Information –
========
//! Minimal binary entrypoint for one watcher process. Wired entirely from
//! environment variables (`ARGUS_*`, `RUST_LOG`) — argument parsing belongs
//! to the embedding CLI, not here.

use argus_watcher::{Supervisor, WatcherConfig};

#[tokio::main]
async fn main() -> anyhow::Result<()> {
    tracing_subscriber::fmt()
        .with_env_filter(tracing_subscriber::EnvFilter::from_default_env())
        .init();

    let config = WatcherConfig::from_env();
    let supervisor = Supervisor::new(config)?;
    argus_watcher::supervisor::spawn_hard_exit_timer(supervisor.shutdown_handle());

    supervisor.run().await
}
========
Work required – With every line kept whole, write out the records again exactly.

Your solution –
//! Minimal binary entrypoint for one watcher process. Wired entirely from
//! environment variables (`ARGUS_*`, `RUST_LOG`) — argument parsing belongs
//! to the embedding CLI, not here.

use argus_watcher::{Supervisor, WatcherConfig};

#[tokio::main]
async fn main() -> anyhow::Result<()> {
    tracing_subscriber::fmt()
        .with_env_filter(tracing_subscriber::EnvFilter::from_default_env())
        .init();

    let config = WatcherConfig::from_env();
    let supervisor = Supervisor::new(config)?;
    argus_watcher::supervisor::spawn_hard_exit_timer(supervisor.shutdown_handle());

    supervisor.run().await
}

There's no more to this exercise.